Reuben Elbert Mather was educated in the Centralia schools, and also attended Baldwin University. He has always been a farmer, and was reared to the life of a farmer. Mr. Mather is owner of 320 acres of land, which is considered to be one of the best improved stock farms in Nemaha county. He is a believer in the advantages of having live stock of the purest strains on his farm, and is convinced that it does not pay to keep inferior breeds of cattle or horses on the place. Mr. Mather prides himself rightly on his fine live stock, and has become a specialist in breeding Aberdeen Angus cattle and Duroc Jersey swine, which have been exhibited with success at the county fairs and stock shows. As a diversion he breeds Angora goats.

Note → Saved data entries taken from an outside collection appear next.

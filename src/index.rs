//! In-memory semantic index over file contents.
//!
//! One chunk per distinct non-empty text, keyed by the SHA-256 of its
//! content. Built once per run and never mutated afterwards, so queries need
//! no locking. Search is brute-force cosine similarity; equal scores keep
//! insertion order.

use sha2::{Digest, Sha256};
use std::collections::HashSet;
use tracing::{debug, info};

use crate::config::EmbeddingConfig;
use crate::embedding::{cosine_similarity, Embedder};
use crate::error::{DocError, EmptyCorpusReason, Result};
use crate::prompt::truncate_chars;

/// A text unit stored in the index.
#[derive(Debug, Clone)]
pub struct Chunk {
    /// Hex SHA-256 of `text`.
    pub hash: String,
    pub text: String,
}

/// A query hit.
#[derive(Debug, Clone)]
pub struct ScoredChunk<'a> {
    pub chunk: &'a Chunk,
    pub score: f32,
}

#[derive(Debug)]
pub struct CorpusIndex {
    chunks: Vec<Chunk>,
    vectors: Vec<Vec<f32>>,
    dims: usize,
}

impl CorpusIndex {
    /// Embed `texts` and build the index.
    ///
    /// Empty (whitespace-only) texts are skipped and duplicates collapse to
    /// their first occurrence. Fails with [`DocError::EmptyCorpus`] when
    /// nothing remains.
    pub async fn build(
        embedder: &dyn Embedder,
        config: &EmbeddingConfig,
        texts: &[&str],
    ) -> Result<Self> {
        let mut seen = HashSet::new();
        let mut chunks = Vec::new();
        for text in texts {
            if text.trim().is_empty() {
                continue;
            }
            let hash = content_hash(text);
            if seen.insert(hash.clone()) {
                chunks.push(Chunk {
                    hash,
                    text: text.to_string(),
                });
            }
        }

        if chunks.is_empty() {
            return Err(DocError::EmptyCorpus(EmptyCorpusReason::AllFilesEmpty));
        }
        if chunks.len() < texts.len() {
            debug!(
                distinct = chunks.len(),
                total = texts.len(),
                "collapsed empty or duplicate texts"
            );
        }

        let mut vectors = Vec::with_capacity(chunks.len());
        for batch in chunks.chunks(config.batch_size.max(1)) {
            let inputs: Vec<String> = batch
                .iter()
                .map(|c| truncate_chars(&c.text, config.max_chars).to_string())
                .collect();
            let embedded = embedder
                .embed(&inputs)
                .await
                .map_err(|e| DocError::generation("embedding failed", e))?;
            if embedded.len() != inputs.len() {
                return Err(DocError::Generation(format!(
                    "embedding returned {} vectors for {} texts",
                    embedded.len(),
                    inputs.len()
                )));
            }
            vectors.extend(embedded);
        }

        let dims = embedder.dims().unwrap_or(vectors[0].len());
        if dims == 0 {
            return Err(DocError::Generation(
                "embedding returned zero-length vectors".to_string(),
            ));
        }
        if let Some(bad) = vectors.iter().find(|v| v.len() != dims) {
            return Err(DocError::Generation(format!(
                "embedding dimension mismatch: expected {}, got {}",
                dims,
                bad.len()
            )));
        }

        info!(
            chunks = chunks.len(),
            dims,
            model = embedder.model_name(),
            "corpus index built"
        );
        Ok(Self {
            chunks,
            vectors,
            dims,
        })
    }

    pub fn len(&self) -> usize {
        self.chunks.len()
    }

    pub fn is_empty(&self) -> bool {
        self.chunks.is_empty()
    }

    pub fn dims(&self) -> usize {
        self.dims
    }

    pub fn chunks(&self) -> &[Chunk] {
        &self.chunks
    }

    /// The `k` chunks most similar to `query_vec`, best first.
    pub fn search(&self, query_vec: &[f32], k: usize) -> Vec<ScoredChunk<'_>> {
        let mut scored: Vec<ScoredChunk<'_>> = self
            .chunks
            .iter()
            .zip(self.vectors.iter())
            .map(|(chunk, vector)| ScoredChunk {
                chunk,
                score: cosine_similarity(query_vec, vector),
            })
            .collect();

        // Stable sort: ties keep insertion order.
        scored.sort_by(|a, b| b.score.total_cmp(&a.score));
        scored.truncate(k);
        scored
    }

    /// Embed a natural-language query and return the top `k` chunks.
    pub async fn query(
        &self,
        embedder: &dyn Embedder,
        query: &str,
        k: usize,
    ) -> Result<Vec<ScoredChunk<'_>>> {
        let query_vec = embedder
            .embed(&[query.to_string()])
            .await
            .map_err(|e| DocError::generation("query embedding failed", e))?
            .into_iter()
            .next()
            .ok_or_else(|| DocError::Generation("empty embedding response".to_string()))?;

        if query_vec.len() != self.dims {
            return Err(DocError::Generation(format!(
                "query embedding has {} dimensions, index has {}",
                query_vec.len(),
                self.dims
            )));
        }
        Ok(self.search(&query_vec, k))
    }
}

pub fn content_hash(text: &str) -> String {
    let mut hasher = Sha256::new();
    hasher.update(text.as_bytes());
    format!("{:x}", hasher.finalize())
}

#[cfg(test)]
mod tests {
    use super::*;
    use anyhow::Result as AnyResult;
    use async_trait::async_trait;

    /// Embeds text as counts of a few marker words.
    struct KeywordEmbedder;

    const WORDS: [&str; 3] = ["alpha", "beta", "gamma"];

    #[async_trait]
    impl Embedder for KeywordEmbedder {
        fn model_name(&self) -> &str {
            "keyword"
        }
        fn dims(&self) -> Option<usize> {
            Some(WORDS.len())
        }
        async fn embed(&self, texts: &[String]) -> AnyResult<Vec<Vec<f32>>> {
            Ok(texts
                .iter()
                .map(|t| WORDS.iter().map(|w| t.matches(w).count() as f32).collect())
                .collect())
        }
    }

    struct FailingEmbedder;

    #[async_trait]
    impl Embedder for FailingEmbedder {
        fn model_name(&self) -> &str {
            "failing"
        }
        fn dims(&self) -> Option<usize> {
            None
        }
        async fn embed(&self, _texts: &[String]) -> AnyResult<Vec<Vec<f32>>> {
            anyhow::bail!("connection refused")
        }
    }

    fn config() -> EmbeddingConfig {
        EmbeddingConfig {
            batch_size: 2,
            ..EmbeddingConfig::default()
        }
    }

    #[tokio::test]
    async fn all_empty_texts_is_empty_corpus() {
        let err = CorpusIndex::build(&KeywordEmbedder, &config(), &["", "  \n", "\t"])
            .await
            .unwrap_err();
        assert!(matches!(err, DocError::EmptyCorpus(_)));
    }

    #[tokio::test]
    async fn one_non_empty_text_builds() {
        let index = CorpusIndex::build(&KeywordEmbedder, &config(), &["", "alpha"])
            .await
            .unwrap();
        assert_eq!(index.len(), 1);
        assert_eq!(index.dims(), 3);
    }

    #[tokio::test]
    async fn duplicate_contents_collapse() {
        let index = CorpusIndex::build(&KeywordEmbedder, &config(), &["alpha", "beta", "alpha"])
            .await
            .unwrap();
        assert_eq!(index.len(), 2);
        assert_eq!(index.chunks()[0].hash, content_hash("alpha"));
    }

    #[tokio::test]
    async fn query_ranks_by_similarity() {
        let texts = ["gamma gamma", "alpha beta", "alpha alpha alpha", "beta"];
        let index = CorpusIndex::build(&KeywordEmbedder, &config(), &texts)
            .await
            .unwrap();
        let hits = index.query(&KeywordEmbedder, "alpha", 2).await.unwrap();
        assert_eq!(hits.len(), 2);
        assert_eq!(hits[0].chunk.text, "alpha alpha alpha");
        assert_eq!(hits[1].chunk.text, "alpha beta");
    }

    #[tokio::test]
    async fn ties_keep_insertion_order_and_queries_are_repeatable() {
        let texts = ["beta one", "gamma", "beta two", "beta three"];
        let index = CorpusIndex::build(&KeywordEmbedder, &config(), &texts)
            .await
            .unwrap();
        let first: Vec<String> = index
            .query(&KeywordEmbedder, "beta", 3)
            .await
            .unwrap()
            .iter()
            .map(|h| h.chunk.text.clone())
            .collect();
        let second: Vec<String> = index
            .query(&KeywordEmbedder, "beta", 3)
            .await
            .unwrap()
            .iter()
            .map(|h| h.chunk.text.clone())
            .collect();
        assert_eq!(first, vec!["beta one", "beta two", "beta three"]);
        assert_eq!(first, second);
    }

    #[tokio::test]
    async fn k_larger_than_corpus_returns_everything() {
        let index = CorpusIndex::build(&KeywordEmbedder, &config(), &["alpha", "beta"])
            .await
            .unwrap();
        assert_eq!(index.query(&KeywordEmbedder, "alpha", 8).await.unwrap().len(), 2);
    }

    #[tokio::test]
    async fn embedder_failure_is_generation_error() {
        let err = CorpusIndex::build(&FailingEmbedder, &config(), &["alpha"])
            .await
            .unwrap_err();
        assert!(matches!(err, DocError::Generation(_)));
        assert!(err.to_string().contains("connection refused"));
    }
}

Mr. Mather was married, in 1891, to Miss Estella Hailey, who has borne him six children, as follows: George E., a farmer living near York, Neb .; Ray A., a resident of Idaho; Ruth E., at home with her par- ents and who is a graduate of the Centralia High School, and has been a teacher in the public schools ; Nettie, died in infancy ; May M., and Clara W., at home. Mrs. Estella Mather was born in Henry county, Illinois, May 3, 1871, and is a daughter of William and Lucretia (Barnes) Hailey, natives of Illinois, who made a settlement in Nemaha county in 1887. Mrs. Mather is a graduate of the Centralia schools, and taught in the public schools for three terms.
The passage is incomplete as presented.